China has granted “conditional” market approval to a Sinopharm vaccine with a reported 79% efficacy rate against Covid-19, health authorities said Thursday, a major stride towards inoculating the world’s largest population.
The Sinopharm jab, which has surged ahead of a raft of Chinese competitors during Phase 3 trials, could signal a breakthrough in the battle to squash the pandemic in Asia.
Around 4.5 million doses of largely unproven emergency vaccines made locally have already been given to health workers and other workers destined for overseas jobs, according to authorities.
On Wednesday, Sinopharm announced its leading candidate had a 79.34% efficacy rate.
That is lower than rival jabs developed in the West by Pfizer-BioNTech and Moderna – with 95 and 94% rates respectively – but still a game-changer for China.
Chen Shifei, deputy commissioner of the National Medical Products Administration, on Thursday told reporters his agency had granted a “conditional listing” to Sinopharm’s vaccine.
A conditional listing helps hustle emergency drugs to market in cases when clinical trials are yet to meet normal standards but indicate they will work.
“The known benefits of Sinopharm’s new inactivated coronavirus vaccine are bigger than the known and potential risks,” Chen added.
The listing allows the government to “extend vaccination to high-risk groups, those susceptible to a severe viral infection… and the elderly,” Zeng Yixin, Vice-Minister of the National Health Commission told reporters.
But China faces the unprecedented challenge of getting vaccines to a population of more than 1.3 billion people.

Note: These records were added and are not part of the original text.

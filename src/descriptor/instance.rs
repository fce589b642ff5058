use alloc::boxed::Box;
use core::any::{Any, TypeId};
use core::fmt;

// -----------------------------------------------------------------------------
// Instance

/// An erased value travelling through the traversal engine.
///
/// Every value the engine reads from or writes into an object graph is a
/// `Box<dyn Instance>`. The trait is implemented automatically for any
/// `'static` type that is `Clone + Debug`, so graph types need no manual
/// implementation; descriptors downcast with the helpers on `dyn Instance`.
///
/// Note that [`Any::type_id`] on a `Box<dyn Instance>` names the box, not
/// the value inside; use [`Instance::as_any`] (or deref first) to reach the
/// inner value's type:
///
/// ```
/// use trellis::Instance;
/// use core::any::{Any, TypeId};
///
/// let value: Box<dyn Instance> = Box::new(7_i32);
/// assert_eq!(value.as_any().type_id(), TypeId::of::<i32>());
/// assert_eq!(value.downcast_ref::<i32>(), Some(&7));
/// ```
pub trait Instance: Any {
    fn as_any(&self) -> &dyn Any;

    fn as_any_mut(&mut self) -> &mut dyn Any;

    fn into_any(self: Box<Self>) -> Box<dyn Any>;

    /// The full path of the concrete type, for diagnostics.
    fn type_path(&self) -> &'static str;

    /// Clones the value behind the erasure.
    fn clone_instance(&self) -> Box<dyn Instance>;

    fn debug_fmt(&self, f: &mut fmt::Formatter<'_>) -> fmt::Result;
}

impl<T: Any + Clone + fmt::Debug> Instance for T {
    #[inline]
    fn as_any(&self) -> &dyn Any {
        self
    }

    #[inline]
    fn as_any_mut(&mut self) -> &mut dyn Any {
        self
    }

    #[inline]
    fn into_any(self: Box<Self>) -> Box<dyn Any> {
        self
    }

    #[inline]
    fn type_path(&self) -> &'static str {
        core::any::type_name::<T>()
    }

    #[inline]
    fn clone_instance(&self) -> Box<dyn Instance> {
        Box::new(self.clone())
    }

    #[inline]
    fn debug_fmt(&self, f: &mut fmt::Formatter<'_>) -> fmt::Result {
        fmt::Debug::fmt(self, f)
    }
}

impl fmt::Debug for dyn Instance {
    fn fmt(&self, f: &mut fmt::Formatter<'_>) -> fmt::Result {
        self.debug_fmt(f)
    }
}

// -----------------------------------------------------------------------------
// Downcast helpers

impl dyn Instance {
    /// Whether the erased value is a `T`.
    #[inline]
    pub fn is<T: Any>(&self) -> bool {
        self.as_any().is::<T>()
    }

    /// The [`TypeId`] of the erased value.
    #[inline]
    pub fn value_type_id(&self) -> TypeId {
        self.as_any().type_id()
    }

    /// Downcasts to a shared reference.
    #[inline]
    pub fn downcast_ref<T: Any>(&self) -> Option<&T> {
        self.as_any().downcast_ref::<T>()
    }

    /// Downcasts to an exclusive reference.
    #[inline]
    pub fn downcast_mut<T: Any>(&mut self) -> Option<&mut T> {
        self.as_any_mut().downcast_mut::<T>()
    }

    /// Unwraps the boxed value, returning the box on type mismatch.
    pub fn take<T: Any>(self: Box<Self>) -> Result<T, Box<dyn Instance>> {
        if self.is::<T>() {
            match self.into_any().downcast::<T>() {
                Ok(value) => Ok(*value),
                Err(_) => unreachable!(),
            }
        } else {
            Err(self)
        }
    }
}

// -----------------------------------------------------------------------------
// Tests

“The general view is you have to vaccinate 60 to 70% to establish universal protection,” Zeng added.
Beijing plans to vaccinate millions this winter in the run-up to Lunar New Year.
“I’m convinced – and please be convinced – that the production of Covid-19 vaccines can meet the demand of large-scale vaccination we have in China,” Mao Junfeng, head of the Consumer Goods Industry Department, added.
China has also pledged to swiftly share its vaccines with lesser developed countries at a “fair price”, as it seeks global leadership in the recovery from a pandemic which first emerged in the central Chinese city of Wuhan a year ago.
As a winter wave of virus infections batters much of the world, spurring fresh lockdowns and grim spikes in death tolls, attention has returned to China’s management of the pandemic.
China has broadly stamped out the virus inside its borders, introducing swift local lockdowns and mass testing when cases emerge.
Beijing has been at pains to retool the pandemic story in its favour, touting the fast reflexes of its Communist leadership in locking down the country and restarting the economy.
China is forecast to be the only major economy to post positive growth this year.
But it has been heavily criticised for closing down discussion and reporting that questions the official narrative.
On Monday a Shanghai court jailed citizen journalist Zhang Zhan for four years for her reporting from Wuhan during the early months of the pandemic.